The task: Looking at the data below, report how many lines contain "count", with no other words.

[Stored records]
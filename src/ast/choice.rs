use super::NodeId;
use crate::diagnostics::Diagnostic;

/// A diagnostic raised inside one alternative of a choice.
#[derive(Debug, Clone, PartialEq)]
pub struct BranchError {
    pub branch: NodeId,
    pub diagnostic: Diagnostic,
}

/// Mirror of a document's choice pairs (`::`, `=:`), kept beside the main
/// tree so per-branch errors can be collected without touching the pairs.
///
/// The root of a document's tree has no `choice`; every other node stands for
/// one choice pair, nested the way the choice pairs nest in the document.
#[derive(Debug, Clone, Default, PartialEq)]
pub struct ChoiceInfo {
    pub choice: Option<NodeId>,
    pub children: Vec<ChoiceInfo>,
    pub errors: Vec<BranchError>,
}

impl ChoiceInfo {
    pub fn root() -> Self {
        Self::default()
    }

    pub fn find(&self, choice: NodeId) -> Option<&ChoiceInfo> {
        if self.choice == Some(choice) {
            return Some(self);
        }
        self.children.iter().find_map(|c| c.find(choice))
    }

    pub fn find_mut(&mut self, choice: NodeId) -> Option<&mut ChoiceInfo> {
        if self.choice == Some(choice) {
            return Some(self);
        }
        self.children.iter_mut().find_map(|c| c.find_mut(choice))
    }

    /// Registers `choice` under `enclosing` (or under the root when `None`).
    /// Falls back to the root if `enclosing` was never registered.
    pub fn insert(&mut self, enclosing: Option<NodeId>, choice: NodeId) {
        let node = ChoiceInfo {
            choice: Some(choice),
            ..Default::default()
        };
        match enclosing.and_then(|e| self.find_mut(e)) {
            Some(parent) => parent.children.push(node),
            None => self.children.push(node),
        }
    }

    /// Records `diagnostic` against `branch` of `choice`. Returns `false` when
    /// `choice` is unknown.
    pub fn record_error(&mut self, choice: NodeId, branch: NodeId, diagnostic: Diagnostic) -> bool {
        match self.find_mut(choice) {
            Some(info) => {
                info.errors.push(BranchError { branch, diagnostic });
                true
            }
            None => false,
        }
    }

    /// Number of choice pairs in this subtree, the root excluded.
    pub fn count(&self) -> usize {
        self.children.iter().map(|c| 1 + c.count()).sum()
    }
}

Output for this exercise: 2